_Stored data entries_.
//! Password hashing and verification using Argon2id.

use argon2::{
    password_hash::{PasswordHash, PasswordHasher, PasswordVerifier, SaltString},
    Algorithm, Argon2, Params, Version,
};
use rand::rngs::OsRng;
use thiserror::Error;

use crate::config::AuthConfig;

#[derive(Error, Debug)]
pub enum HashError {
    #[error("Invalid hashing parameters: {0}")]
    Params(String),

    #[error("Failed to hash password: {0}")]
    Hash(String),
}

/// Salted, tunable-cost password hashing.
///
/// Holds a hash of a throwaway password so that a login for an unknown
/// account costs the same as one with a wrong password.
#[derive(Clone)]
pub struct CredentialStore {
    argon2: Argon2<'static>,
    decoy_hash: String,
}

impl CredentialStore {
    pub fn new(memory_kib: u32, iterations: u32, parallelism: u32) -> Result<Self, HashError> {
        let params = Params::new(memory_kib, iterations, parallelism, None)
            .map_err(|e| HashError::Params(e.to_string()))?;
        let argon2 = Argon2::new(Algorithm::Argon2id, Version::V0x13, params);

        let mut store = Self { argon2, decoy_hash: String::new() };
        store.decoy_hash = store.hash("decoy password for absent accounts")?;
        Ok(store)
    }

    pub fn from_config(config: &AuthConfig) -> Result<Self, HashError> {
        Self::new(config.hash_memory_kib, config.hash_iterations, config.hash_parallelism)
    }

    /// Returns the PHC-formatted hash string, salt and parameters included.
    pub fn hash(&self, password: &str) -> Result<String, HashError> {
        let salt = SaltString::generate(&mut OsRng);

        self.argon2
            .hash_password(password.as_bytes(), &salt)
            .map(|hash| hash.to_string())
            .map_err(|e| HashError::Hash(e.to_string()))
    }

    /// Checks `password` against a stored hash. An unparseable hash never
    /// matches.
    pub fn verify(&self, password: &str, hash: &str) -> bool {
        match PasswordHash::new(hash) {
            // verification uses the parameters recorded in the hash itself
            Ok(parsed) => self.argon2.verify_password(password.as_bytes(), &parsed).is_ok(),
            Err(_) => {
                self.burn_decoy(password);
                false
            }
        }
    }

    /// Spends one verification worth of work for a login whose account does
    /// not exist. Always false.
    pub fn verify_absent(&self, password: &str) -> bool {
        self.burn_decoy(password);
        false
    }

    fn burn_decoy(&self, password: &str) {
        if let Ok(parsed) = PasswordHash::new(&self.decoy_hash) {
            let _ = self.argon2.verify_password(password.as_bytes(), &parsed);
        }
    }
}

_TASK DESCRIPTION_. The lines to copy are those in the records above containing the word "Version".

_ANSWER SECTION_.
    Algorithm, Argon2, Params, Version,
        let argon2 = Argon2::new(Algorithm::Argon2id, Version::V0x13, params);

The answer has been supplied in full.